(Data section Opens)
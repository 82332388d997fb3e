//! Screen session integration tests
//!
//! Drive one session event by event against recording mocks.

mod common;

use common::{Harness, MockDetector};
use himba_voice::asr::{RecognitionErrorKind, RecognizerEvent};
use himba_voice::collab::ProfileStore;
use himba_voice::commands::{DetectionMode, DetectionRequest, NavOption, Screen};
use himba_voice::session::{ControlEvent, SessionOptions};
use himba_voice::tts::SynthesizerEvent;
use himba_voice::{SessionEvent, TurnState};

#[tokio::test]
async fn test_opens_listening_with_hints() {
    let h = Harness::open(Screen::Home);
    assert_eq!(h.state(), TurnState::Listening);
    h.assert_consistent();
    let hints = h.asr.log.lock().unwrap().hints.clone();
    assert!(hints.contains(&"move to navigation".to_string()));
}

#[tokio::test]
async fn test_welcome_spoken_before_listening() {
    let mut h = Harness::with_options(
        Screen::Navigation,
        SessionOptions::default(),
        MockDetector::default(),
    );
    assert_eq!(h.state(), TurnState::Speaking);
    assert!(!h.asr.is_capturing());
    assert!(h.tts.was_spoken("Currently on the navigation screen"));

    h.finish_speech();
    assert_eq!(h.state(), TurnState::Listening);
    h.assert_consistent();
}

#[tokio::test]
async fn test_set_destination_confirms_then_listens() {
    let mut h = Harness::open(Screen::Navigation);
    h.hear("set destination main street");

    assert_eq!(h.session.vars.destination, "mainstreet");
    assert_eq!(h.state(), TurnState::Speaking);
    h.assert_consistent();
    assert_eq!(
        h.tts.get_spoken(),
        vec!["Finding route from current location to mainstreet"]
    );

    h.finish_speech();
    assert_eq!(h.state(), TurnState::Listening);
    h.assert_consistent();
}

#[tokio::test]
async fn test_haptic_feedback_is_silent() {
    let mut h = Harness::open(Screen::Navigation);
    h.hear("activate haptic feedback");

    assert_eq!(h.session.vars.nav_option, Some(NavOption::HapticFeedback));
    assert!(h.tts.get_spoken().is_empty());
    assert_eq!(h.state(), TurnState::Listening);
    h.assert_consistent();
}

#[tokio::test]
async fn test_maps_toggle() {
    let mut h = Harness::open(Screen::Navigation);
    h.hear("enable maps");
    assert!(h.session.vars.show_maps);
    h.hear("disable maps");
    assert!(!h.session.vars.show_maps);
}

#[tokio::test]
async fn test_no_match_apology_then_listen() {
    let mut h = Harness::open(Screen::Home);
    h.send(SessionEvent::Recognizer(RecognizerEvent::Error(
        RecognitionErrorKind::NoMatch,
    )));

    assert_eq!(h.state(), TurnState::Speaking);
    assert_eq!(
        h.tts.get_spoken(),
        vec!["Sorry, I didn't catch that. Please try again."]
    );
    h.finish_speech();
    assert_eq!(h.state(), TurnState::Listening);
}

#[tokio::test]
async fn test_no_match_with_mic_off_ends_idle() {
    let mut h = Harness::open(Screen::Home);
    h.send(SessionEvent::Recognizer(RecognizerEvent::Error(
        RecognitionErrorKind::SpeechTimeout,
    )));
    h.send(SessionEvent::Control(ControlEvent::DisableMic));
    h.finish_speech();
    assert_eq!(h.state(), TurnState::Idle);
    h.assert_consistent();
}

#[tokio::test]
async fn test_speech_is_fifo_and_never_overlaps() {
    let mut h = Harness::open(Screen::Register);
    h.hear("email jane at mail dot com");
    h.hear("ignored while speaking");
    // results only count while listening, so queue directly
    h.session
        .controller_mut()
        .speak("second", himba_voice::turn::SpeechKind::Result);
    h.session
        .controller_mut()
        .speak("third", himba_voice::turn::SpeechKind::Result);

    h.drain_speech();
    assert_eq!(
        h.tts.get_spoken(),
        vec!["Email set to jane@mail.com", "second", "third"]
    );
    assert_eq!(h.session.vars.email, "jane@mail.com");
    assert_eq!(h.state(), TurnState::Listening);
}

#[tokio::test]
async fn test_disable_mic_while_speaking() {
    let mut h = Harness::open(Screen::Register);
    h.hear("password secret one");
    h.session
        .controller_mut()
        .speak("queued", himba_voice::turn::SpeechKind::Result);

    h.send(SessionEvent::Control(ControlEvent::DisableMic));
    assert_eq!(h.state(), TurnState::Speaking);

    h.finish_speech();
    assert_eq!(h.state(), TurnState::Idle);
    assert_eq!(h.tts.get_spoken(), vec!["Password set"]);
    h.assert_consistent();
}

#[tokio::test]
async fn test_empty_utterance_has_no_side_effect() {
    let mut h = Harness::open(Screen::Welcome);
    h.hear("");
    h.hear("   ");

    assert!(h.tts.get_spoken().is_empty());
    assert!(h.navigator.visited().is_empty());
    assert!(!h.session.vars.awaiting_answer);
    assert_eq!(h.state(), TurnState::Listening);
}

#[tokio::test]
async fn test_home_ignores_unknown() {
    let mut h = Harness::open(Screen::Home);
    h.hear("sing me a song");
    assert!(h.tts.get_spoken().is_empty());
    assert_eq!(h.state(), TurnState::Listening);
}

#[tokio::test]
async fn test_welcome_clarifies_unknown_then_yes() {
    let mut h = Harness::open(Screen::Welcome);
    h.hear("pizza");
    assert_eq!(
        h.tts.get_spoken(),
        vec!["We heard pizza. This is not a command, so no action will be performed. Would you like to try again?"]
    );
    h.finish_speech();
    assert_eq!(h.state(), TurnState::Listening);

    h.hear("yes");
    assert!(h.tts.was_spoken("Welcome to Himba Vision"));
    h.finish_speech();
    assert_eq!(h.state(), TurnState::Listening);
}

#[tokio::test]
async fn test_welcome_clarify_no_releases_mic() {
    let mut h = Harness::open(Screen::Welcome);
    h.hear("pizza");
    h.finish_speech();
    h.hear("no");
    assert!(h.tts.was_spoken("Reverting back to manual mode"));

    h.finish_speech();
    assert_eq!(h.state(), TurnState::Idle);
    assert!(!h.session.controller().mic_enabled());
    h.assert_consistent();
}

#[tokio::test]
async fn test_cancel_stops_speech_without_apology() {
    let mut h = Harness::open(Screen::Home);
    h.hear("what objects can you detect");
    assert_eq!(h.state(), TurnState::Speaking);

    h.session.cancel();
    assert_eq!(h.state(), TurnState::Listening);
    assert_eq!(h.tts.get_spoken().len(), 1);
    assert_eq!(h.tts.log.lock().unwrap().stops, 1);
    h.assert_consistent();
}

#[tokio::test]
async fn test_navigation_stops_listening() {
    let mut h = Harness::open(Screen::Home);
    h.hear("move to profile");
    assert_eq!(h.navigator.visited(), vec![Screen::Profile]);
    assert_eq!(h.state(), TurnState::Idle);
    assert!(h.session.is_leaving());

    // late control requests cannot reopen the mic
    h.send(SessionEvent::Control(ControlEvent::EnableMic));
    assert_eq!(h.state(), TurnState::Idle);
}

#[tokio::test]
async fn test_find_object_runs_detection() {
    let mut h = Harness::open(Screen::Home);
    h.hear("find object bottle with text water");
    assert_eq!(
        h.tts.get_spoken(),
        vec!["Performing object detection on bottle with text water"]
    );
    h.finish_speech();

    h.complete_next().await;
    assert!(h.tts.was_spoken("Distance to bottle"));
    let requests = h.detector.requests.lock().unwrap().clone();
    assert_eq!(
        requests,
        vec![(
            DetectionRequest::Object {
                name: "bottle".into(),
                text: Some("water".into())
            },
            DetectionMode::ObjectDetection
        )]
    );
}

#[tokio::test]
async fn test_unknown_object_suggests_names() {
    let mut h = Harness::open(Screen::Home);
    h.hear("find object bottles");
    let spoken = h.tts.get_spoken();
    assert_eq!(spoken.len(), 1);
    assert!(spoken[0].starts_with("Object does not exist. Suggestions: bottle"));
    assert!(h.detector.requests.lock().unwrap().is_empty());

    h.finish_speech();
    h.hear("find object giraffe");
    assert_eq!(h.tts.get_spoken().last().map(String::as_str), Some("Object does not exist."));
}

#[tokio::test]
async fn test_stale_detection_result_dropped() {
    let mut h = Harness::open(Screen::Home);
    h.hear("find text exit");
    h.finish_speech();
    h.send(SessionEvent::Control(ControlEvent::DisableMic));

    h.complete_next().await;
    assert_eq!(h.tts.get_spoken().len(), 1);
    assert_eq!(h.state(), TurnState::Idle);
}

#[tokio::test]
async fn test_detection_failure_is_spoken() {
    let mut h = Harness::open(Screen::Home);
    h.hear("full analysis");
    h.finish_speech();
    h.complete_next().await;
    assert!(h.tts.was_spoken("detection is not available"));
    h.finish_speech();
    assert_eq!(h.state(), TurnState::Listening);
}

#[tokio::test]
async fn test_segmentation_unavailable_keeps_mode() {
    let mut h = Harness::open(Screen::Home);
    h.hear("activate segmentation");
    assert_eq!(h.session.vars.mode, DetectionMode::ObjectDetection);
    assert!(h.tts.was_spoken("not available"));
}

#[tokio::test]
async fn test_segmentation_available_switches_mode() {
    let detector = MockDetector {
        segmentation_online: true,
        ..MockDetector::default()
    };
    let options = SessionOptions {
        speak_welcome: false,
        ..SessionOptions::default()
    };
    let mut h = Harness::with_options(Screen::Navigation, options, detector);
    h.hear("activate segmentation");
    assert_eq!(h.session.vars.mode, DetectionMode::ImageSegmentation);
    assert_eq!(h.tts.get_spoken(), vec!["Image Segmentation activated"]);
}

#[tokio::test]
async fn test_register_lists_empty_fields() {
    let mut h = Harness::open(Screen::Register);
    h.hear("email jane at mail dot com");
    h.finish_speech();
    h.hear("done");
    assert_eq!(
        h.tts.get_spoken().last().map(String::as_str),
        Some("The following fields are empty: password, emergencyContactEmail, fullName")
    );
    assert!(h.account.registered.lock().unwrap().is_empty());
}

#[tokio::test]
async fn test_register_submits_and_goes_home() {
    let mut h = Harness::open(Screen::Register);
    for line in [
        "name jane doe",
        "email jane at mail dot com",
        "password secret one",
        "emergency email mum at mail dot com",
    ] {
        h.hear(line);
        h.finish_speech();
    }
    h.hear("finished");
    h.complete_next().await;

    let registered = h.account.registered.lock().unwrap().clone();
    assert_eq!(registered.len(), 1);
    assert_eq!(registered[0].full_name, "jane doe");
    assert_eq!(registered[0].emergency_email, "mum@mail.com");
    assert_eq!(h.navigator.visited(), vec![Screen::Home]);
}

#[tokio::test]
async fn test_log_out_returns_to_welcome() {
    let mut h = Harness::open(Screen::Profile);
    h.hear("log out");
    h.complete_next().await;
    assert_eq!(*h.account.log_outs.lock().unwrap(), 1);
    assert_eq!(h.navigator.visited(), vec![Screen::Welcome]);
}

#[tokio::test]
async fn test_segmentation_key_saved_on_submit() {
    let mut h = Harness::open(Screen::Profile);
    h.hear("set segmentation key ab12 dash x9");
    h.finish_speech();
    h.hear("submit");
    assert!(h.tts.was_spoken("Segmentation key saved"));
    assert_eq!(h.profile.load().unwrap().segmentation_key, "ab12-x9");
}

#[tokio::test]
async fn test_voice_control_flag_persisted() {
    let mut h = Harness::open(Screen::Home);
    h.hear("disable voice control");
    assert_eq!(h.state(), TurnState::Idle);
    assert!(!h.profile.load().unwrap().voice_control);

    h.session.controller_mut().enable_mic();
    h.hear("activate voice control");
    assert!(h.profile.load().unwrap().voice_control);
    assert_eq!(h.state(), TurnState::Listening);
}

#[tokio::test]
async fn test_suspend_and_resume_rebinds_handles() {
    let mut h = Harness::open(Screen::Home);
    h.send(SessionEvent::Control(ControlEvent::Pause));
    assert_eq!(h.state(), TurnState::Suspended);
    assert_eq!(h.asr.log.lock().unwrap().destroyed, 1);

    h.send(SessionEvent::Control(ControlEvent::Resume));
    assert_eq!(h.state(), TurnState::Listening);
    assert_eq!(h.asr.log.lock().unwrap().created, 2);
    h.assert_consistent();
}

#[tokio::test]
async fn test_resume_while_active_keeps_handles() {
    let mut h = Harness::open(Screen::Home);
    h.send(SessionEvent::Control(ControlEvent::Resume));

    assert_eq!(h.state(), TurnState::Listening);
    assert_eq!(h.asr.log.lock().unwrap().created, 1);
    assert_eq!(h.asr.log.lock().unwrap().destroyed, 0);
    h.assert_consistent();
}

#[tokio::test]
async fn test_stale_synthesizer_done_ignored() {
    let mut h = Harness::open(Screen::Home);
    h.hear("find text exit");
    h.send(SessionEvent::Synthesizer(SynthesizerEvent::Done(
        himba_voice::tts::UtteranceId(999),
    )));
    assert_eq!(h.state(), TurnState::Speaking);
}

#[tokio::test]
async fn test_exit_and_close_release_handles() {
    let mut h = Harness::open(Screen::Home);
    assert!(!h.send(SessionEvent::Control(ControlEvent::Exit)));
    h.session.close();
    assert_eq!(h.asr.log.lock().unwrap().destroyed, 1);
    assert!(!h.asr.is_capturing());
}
(Data section Closes)
(Data section Opens)
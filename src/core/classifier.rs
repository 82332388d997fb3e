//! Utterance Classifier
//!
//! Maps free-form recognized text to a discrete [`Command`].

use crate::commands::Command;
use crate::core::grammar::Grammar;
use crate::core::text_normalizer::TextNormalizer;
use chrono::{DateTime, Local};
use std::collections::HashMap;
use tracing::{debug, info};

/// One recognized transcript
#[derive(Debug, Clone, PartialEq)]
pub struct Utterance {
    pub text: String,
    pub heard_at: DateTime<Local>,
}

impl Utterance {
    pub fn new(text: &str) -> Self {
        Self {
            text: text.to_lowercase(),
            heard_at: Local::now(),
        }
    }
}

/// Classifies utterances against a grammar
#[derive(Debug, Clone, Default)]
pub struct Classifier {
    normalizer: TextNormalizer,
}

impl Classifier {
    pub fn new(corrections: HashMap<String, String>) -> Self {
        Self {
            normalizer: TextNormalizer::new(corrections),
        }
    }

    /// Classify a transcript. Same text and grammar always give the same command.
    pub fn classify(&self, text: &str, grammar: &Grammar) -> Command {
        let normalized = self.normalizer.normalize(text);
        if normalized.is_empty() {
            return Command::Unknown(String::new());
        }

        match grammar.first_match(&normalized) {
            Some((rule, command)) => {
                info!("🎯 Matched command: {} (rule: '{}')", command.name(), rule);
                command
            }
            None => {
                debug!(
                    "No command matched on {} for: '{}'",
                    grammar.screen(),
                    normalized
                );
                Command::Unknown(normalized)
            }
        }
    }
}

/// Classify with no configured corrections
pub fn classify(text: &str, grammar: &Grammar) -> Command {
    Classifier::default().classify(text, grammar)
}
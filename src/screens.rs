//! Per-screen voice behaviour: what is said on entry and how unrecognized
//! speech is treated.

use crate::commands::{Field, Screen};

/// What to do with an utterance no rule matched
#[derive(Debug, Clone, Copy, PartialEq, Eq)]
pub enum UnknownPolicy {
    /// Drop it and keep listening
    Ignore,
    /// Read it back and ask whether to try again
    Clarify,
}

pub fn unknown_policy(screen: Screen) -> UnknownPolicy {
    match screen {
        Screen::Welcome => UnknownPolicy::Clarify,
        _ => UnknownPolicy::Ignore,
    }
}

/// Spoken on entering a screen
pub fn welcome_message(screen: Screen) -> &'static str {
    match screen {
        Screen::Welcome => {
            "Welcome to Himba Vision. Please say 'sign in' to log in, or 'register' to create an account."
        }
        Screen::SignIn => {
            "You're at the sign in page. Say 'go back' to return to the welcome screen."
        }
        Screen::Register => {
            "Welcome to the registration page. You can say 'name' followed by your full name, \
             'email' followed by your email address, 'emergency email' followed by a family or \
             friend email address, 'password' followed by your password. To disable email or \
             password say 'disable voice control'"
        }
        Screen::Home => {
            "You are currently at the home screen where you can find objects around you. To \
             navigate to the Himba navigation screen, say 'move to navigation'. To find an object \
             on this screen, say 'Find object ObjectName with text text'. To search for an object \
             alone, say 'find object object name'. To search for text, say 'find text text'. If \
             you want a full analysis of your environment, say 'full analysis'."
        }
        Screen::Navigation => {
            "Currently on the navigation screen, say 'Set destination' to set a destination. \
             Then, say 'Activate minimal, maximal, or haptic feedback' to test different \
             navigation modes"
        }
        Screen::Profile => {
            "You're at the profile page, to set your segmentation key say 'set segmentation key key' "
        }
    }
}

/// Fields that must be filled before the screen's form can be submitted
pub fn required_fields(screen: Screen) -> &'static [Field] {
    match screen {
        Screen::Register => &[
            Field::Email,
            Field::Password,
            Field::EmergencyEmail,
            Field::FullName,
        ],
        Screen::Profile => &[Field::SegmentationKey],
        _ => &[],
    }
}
(Data section Closes)
▸ **Action item**
Pick each line holding "water" out of the entries above and return it.

▸ **Result for this exercise**
    h.hear("find object bottle with text water");
        vec!["Performing object detection on bottle with text water"]
                text: Some("water".into())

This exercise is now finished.